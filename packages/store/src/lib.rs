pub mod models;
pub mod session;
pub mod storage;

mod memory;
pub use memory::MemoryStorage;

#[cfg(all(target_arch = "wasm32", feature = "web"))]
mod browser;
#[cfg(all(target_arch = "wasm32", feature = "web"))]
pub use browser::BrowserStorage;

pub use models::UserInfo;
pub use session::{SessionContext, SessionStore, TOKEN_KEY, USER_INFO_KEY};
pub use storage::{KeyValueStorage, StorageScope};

......

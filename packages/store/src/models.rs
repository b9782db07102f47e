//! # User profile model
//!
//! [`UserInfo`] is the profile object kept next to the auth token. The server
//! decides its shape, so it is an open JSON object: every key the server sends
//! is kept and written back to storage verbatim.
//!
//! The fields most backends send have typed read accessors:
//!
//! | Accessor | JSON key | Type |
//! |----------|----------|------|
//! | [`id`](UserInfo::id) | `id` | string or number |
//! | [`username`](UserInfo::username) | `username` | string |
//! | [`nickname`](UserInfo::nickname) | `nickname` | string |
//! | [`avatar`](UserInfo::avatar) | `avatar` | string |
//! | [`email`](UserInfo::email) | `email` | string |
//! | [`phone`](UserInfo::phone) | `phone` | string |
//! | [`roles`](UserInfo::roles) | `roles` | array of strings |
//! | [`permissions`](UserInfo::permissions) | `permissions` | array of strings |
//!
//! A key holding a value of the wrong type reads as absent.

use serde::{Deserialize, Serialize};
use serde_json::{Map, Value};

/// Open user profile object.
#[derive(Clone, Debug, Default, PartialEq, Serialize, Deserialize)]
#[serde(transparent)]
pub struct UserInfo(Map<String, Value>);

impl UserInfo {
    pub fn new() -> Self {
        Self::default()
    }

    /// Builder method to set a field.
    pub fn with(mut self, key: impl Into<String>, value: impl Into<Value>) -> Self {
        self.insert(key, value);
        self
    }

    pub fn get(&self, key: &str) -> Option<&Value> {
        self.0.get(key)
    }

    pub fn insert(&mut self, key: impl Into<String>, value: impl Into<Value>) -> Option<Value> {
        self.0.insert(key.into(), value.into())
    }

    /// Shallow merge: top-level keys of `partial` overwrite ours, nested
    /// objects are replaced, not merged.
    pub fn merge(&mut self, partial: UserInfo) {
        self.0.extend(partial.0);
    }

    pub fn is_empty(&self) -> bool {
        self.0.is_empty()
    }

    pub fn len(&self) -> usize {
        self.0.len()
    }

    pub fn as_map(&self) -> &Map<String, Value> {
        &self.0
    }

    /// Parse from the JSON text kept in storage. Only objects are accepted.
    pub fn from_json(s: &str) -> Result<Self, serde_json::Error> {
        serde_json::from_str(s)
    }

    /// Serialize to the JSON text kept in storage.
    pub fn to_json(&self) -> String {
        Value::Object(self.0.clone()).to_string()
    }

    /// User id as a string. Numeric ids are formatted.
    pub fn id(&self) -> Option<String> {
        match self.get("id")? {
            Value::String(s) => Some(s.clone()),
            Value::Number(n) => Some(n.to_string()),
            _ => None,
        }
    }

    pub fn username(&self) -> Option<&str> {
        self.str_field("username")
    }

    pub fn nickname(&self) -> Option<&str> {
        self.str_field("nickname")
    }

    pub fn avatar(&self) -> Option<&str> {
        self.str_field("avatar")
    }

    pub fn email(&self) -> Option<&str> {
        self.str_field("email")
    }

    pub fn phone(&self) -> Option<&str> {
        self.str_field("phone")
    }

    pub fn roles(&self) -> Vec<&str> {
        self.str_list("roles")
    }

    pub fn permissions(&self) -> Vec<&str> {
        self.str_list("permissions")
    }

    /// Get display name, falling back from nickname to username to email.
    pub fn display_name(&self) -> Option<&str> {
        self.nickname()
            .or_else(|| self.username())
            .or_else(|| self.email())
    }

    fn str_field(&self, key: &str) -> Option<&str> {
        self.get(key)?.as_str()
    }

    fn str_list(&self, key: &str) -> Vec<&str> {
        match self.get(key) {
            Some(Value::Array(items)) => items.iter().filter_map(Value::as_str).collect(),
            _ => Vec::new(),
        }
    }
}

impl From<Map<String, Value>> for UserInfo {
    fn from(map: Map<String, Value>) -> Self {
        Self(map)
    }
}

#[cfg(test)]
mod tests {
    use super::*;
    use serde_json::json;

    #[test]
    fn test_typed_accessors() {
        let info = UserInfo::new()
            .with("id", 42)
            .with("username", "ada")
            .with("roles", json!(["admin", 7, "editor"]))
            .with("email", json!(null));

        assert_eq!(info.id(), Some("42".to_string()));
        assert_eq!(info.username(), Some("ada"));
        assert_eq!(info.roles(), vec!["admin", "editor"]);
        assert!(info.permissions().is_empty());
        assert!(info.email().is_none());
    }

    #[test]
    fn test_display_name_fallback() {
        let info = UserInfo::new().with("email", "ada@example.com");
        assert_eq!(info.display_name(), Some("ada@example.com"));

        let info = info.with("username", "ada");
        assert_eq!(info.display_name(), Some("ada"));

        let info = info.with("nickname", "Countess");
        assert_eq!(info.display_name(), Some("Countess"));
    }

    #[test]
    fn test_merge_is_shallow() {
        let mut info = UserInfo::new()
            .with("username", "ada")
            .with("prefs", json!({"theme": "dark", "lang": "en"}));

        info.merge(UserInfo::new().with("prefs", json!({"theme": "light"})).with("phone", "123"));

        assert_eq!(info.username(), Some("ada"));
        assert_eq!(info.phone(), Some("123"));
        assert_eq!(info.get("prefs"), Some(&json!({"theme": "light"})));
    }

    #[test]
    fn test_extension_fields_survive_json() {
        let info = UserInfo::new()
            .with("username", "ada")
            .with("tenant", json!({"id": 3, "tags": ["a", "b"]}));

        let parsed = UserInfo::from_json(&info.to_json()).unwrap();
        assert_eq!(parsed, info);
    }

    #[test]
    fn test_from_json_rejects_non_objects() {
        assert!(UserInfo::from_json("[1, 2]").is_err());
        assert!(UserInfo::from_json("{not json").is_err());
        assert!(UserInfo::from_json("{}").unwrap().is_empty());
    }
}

......

- **What the task requires**
If a line above includes the string "nickname", pick it out.

- **Your solution**
//! | [`nickname`](UserInfo::nickname) | `nickname` | string |
    pub fn nickname(&self) -> Option<&str> {
        self.str_field("nickname")
    /// Get display name, falling back from nickname to username to email.
        self.nickname()
        let info = info.with("nickname", "Countess");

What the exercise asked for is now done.